> _INSTRUCTIONS FOR THE TASK_: State how many lines of the records include the word "provider"; the reply is that number alone.

> _MATERIAL FOR THE TASK_:

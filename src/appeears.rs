//! Client for the NASA AppEEARS extraction API
mod provider;
pub use provider::Provider;

pub mod poll;
pub mod task;
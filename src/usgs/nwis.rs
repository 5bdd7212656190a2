use crate::config::Settings;
use crate::error::FetchError;
use crate::http::check_status;
use anyhow::{anyhow, Result};
use regex::Regex;
use reqwest::Client;
use std::collections::HashMap;
use std::sync::OnceLock;
use url::Url;

static SITE_CODE: OnceLock<Regex> = OnceLock::new();

/// Site attributes from the NWIS site service (expanded output).
#[derive(Debug, Clone, PartialEq)]
pub struct SiteInfo {
    pub agency_cd: String,
    pub site_no: String,
    pub station_nm: String,
    pub dec_lat_va: f64,
    pub dec_long_va: f64,
    pub huc_cd: Option<String>,
    pub drain_area_va: Option<f64>,
}

pub fn validate_site_code(site: &str) -> Result<(), FetchError> {
    let re = SITE_CODE
        .get_or_init(|| Regex::new(r"^\d{8,15}$").expect("Regex pattern should always compile"));
    if re.is_match(site) {
        Ok(())
    } else {
        Err(FetchError::InvalidSiteCode(site.to_string()))
    }
}

/// Parses a USGS RDB table: `#` comment lines, a tab-separated header, a
/// column-format row, then data rows.
pub fn parse_rdb(text: &str) -> Vec<HashMap<String, String>> {
    let mut lines = text
        .lines()
        .filter(|l| !l.starts_with('#') && !l.trim().is_empty());

    let Some(header) = lines.next() else {
        return vec![];
    };
    let columns: Vec<&str> = header.split('\t').collect();
    // Column widths and types, e.g. "5s\t15s"
    let _ = lines.next();

    lines
        .map(|line| {
            columns
                .iter()
                .zip(line.split('\t'))
                .map(|(c, v)| (c.to_string(), v.trim().to_string()))
                .collect()
        })
        .collect()
}

pub fn parse_site_info(text: &str, site: &str) -> Result<SiteInfo> {
    let rows = parse_rdb(text);
    let row = rows
        .iter()
        .find(|r| r.get("site_no").map(String::as_str) == Some(site))
        .ok_or_else(|| FetchError::SiteNotFound(site.to_string()))?;

    let field = |name: &'static str| -> Result<&str> {
        row.get(name)
            .map(String::as_str)
            .filter(|v| !v.is_empty())
            .ok_or_else(|| FetchError::MissingField(name).into())
    };
    let number = |name: &'static str| -> Result<f64> {
        let value = field(name)?;
        value
            .parse()
            .map_err(|_| anyhow!("Invalid {} value: {}", name, value))
    };

    Ok(SiteInfo {
        agency_cd: field("agency_cd")?.to_string(),
        site_no: field("site_no")?.to_string(),
        station_nm: field("station_nm")?.to_string(),
        dec_lat_va: number("dec_lat_va")?,
        dec_long_va: number("dec_long_va")?,
        huc_cd: field("huc_cd").ok().map(str::to_string),
        drain_area_va: number("drain_area_va").ok(),
    })
}

pub fn site_info_url(base: &Url, site: &str) -> Url {
    let mut url = base.clone();
    url.query_pairs_mut()
        .append_pair("format", "rdb")
        .append_pair("sites", site)
        .append_pair("siteOutput", "expanded")
        .append_pair("siteStatus", "all");
    url
}

/// Site metadata for `site`. The code is validated before anything is sent.
pub async fn fetch_site_info(client: &Client, settings: &Settings, site: &str) -> Result<SiteInfo> {
    validate_site_code(site)?;

    let url = site_info_url(&settings.nwis_site_api, site);

    tracing::debug!(%url, "Fetching site info");
    let response = check_status(client.get(url).send().await?).await?;
    let text = response.text().await?;
    let info = parse_site_info(&text, site)?;
    tracing::info!(site = %info.site_no, name = %info.station_nm, "Site info");
    Ok(info)
}
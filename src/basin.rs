//! Gauge site, upstream basin and neighbouring HUC12s
use crate::config::Settings;
use crate::render;
use crate::usgs::nldi::{fetch_upstream_basin, Basin};
use crate::usgs::nwis::{fetch_site_info, SiteInfo};
use crate::usgs::states::{fetch_us_states, validate_state_count};
use crate::usgs::wbd::{fetch_huc12_by_bbox, Huc12};
use anyhow::{anyhow, Result};
use geo::BoundingRect;
use geojson::GeoJson;
use reqwest::Client;
use std::fs;
use std::path::{Path, PathBuf};

pub struct BasinOptions {
    pub site: String,
    pub output_dir: PathBuf,
    pub states: u32,
    pub width: u32,
    pub height: u32,
}

#[derive(Debug, Clone)]
pub struct Basins {
    pub info: SiteInfo,
    pub basin: Basin,
    pub neighbors: Vec<Huc12>,
}

pub fn basin_path(output_dir: &Path, site: &str) -> PathBuf {
    output_dir.join(format!("basin_{}.json", site))
}

pub fn map_path(output_dir: &Path, site: &str) -> PathBuf {
    output_dir.join(format!("map_basins_{}.png", site))
}

pub fn save_basin<P: AsRef<Path>>(basin: &Basin, path: P) -> Result<()> {
    let geojson = GeoJson::FeatureCollection(basin.collection.clone());
    fs::write(path, serde_json::to_string_pretty(&geojson)?)?;
    Ok(())
}

/// Fetches site metadata, the upstream basin and the HUC12s within the basin's
/// bounding box. The basin is also written to `basin_<site>.json`.
pub async fn get_basins(
    client: &Client,
    settings: &Settings,
    site: &str,
    output_dir: &Path,
) -> Result<Basins> {
    let info = fetch_site_info(client, settings, site).await?;
    let basin = fetch_upstream_basin(client, settings, site).await?;

    fs::create_dir_all(output_dir)?;
    let path = basin_path(output_dir, site);
    save_basin(&basin, &path)?;
    tracing::info!(file = %path.display(), "Saved upstream basin");

    let bbox = basin
        .geometry
        .bounding_rect()
        .ok_or(anyhow!("Upstream basin has no extent"))?;
    let neighbors = fetch_huc12_by_bbox(client, settings, bbox).await?;

    Ok(Basins {
        info,
        basin,
        neighbors,
    })
}

/// Runs the basin flow end to end and returns the path of the rendered map.
/// Options are checked before any request is made or file written.
pub async fn run(settings: &Settings, options: &BasinOptions) -> Result<PathBuf> {
    validate_state_count(options.states)?;

    let client = Client::new();
    let basins = get_basins(&client, settings, &options.site, &options.output_dir).await?;
    let states = fetch_us_states(&client, settings, options.states).await?;

    let path = map_path(&options.output_dir, &options.site);
    render::render_basin_map(&basins, &states, options.width, options.height)?.save(&path)?;
    tracing::info!(file = %path.display(), title = %basins.info.station_nm, "Rendered basin map");
    Ok(path)
}

#[cfg(test)]
mod tests {
    use super::*;

    #[test]
    fn test_output_paths() {
        let dir = Path::new("out");
        assert_eq!(basin_path(dir, "07340300"), dir.join("basin_07340300.json"));
        assert_eq!(map_path(dir, "07340300"), dir.join("map_basins_07340300.png"));
    }

    #[tokio::test]
    async fn test_run_rejects_state_count_first() {
        let dir = tempfile::tempdir().unwrap();
        let options = BasinOptions {
            site: "07340300".to_string(),
            output_dir: dir.path().to_path_buf(),
            states: 49,
            width: 200,
            height: 100,
        };
        let err = run(&Settings::default(), &options).await.unwrap_err();
        assert!(matches!(
            err.downcast_ref::<crate::error::FetchError>(),
            Some(crate::error::FetchError::InvalidStateCount(49))
        ));
        assert!(!basin_path(dir.path(), "07340300").exists());
    }

    #[tokio::test]
    async fn test_get_basins_rejects_bad_site_code() {
        let dir = tempfile::tempdir().unwrap();
        let err = get_basins(&Client::new(), &Settings::default(), "7340300", dir.path())
            .await
            .unwrap_err();
        assert!(matches!(
            err.downcast_ref::<crate::error::FetchError>(),
            Some(crate::error::FetchError::InvalidSiteCode(_))
        ));
        assert!(!basin_path(dir.path(), "7340300").exists());
    }

    #[test]
    fn test_save_basin() {
        let dir = tempfile::tempdir().unwrap();
        let geojson: GeoJson = r#"{
            "type": "FeatureCollection",
            "features": [{
                "type": "Feature",
                "properties": {},
                "geometry": {
                    "type": "Polygon",
                    "coordinates": [[[-94.3, 34.4], [-94.2, 34.4], [-94.2, 34.6], [-94.3, 34.4]]]
                }
            }]
        }"#
        .parse()
        .unwrap();
        let GeoJson::FeatureCollection(fc) = geojson else {
            panic!("expected a feature collection");
        };
        let basin = Basin::from_collection(fc).unwrap();
        let path = basin_path(dir.path(), "07340300");
        save_basin(&basin, &path).unwrap();

        let saved: GeoJson = fs::read_to_string(&path).unwrap().parse().unwrap();
        let GeoJson::FeatureCollection(saved) = saved else {
            panic!("expected a feature collection");
        };
        assert_eq!(saved.features.len(), 1);
    }
}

> _TASK ANSWER_: 2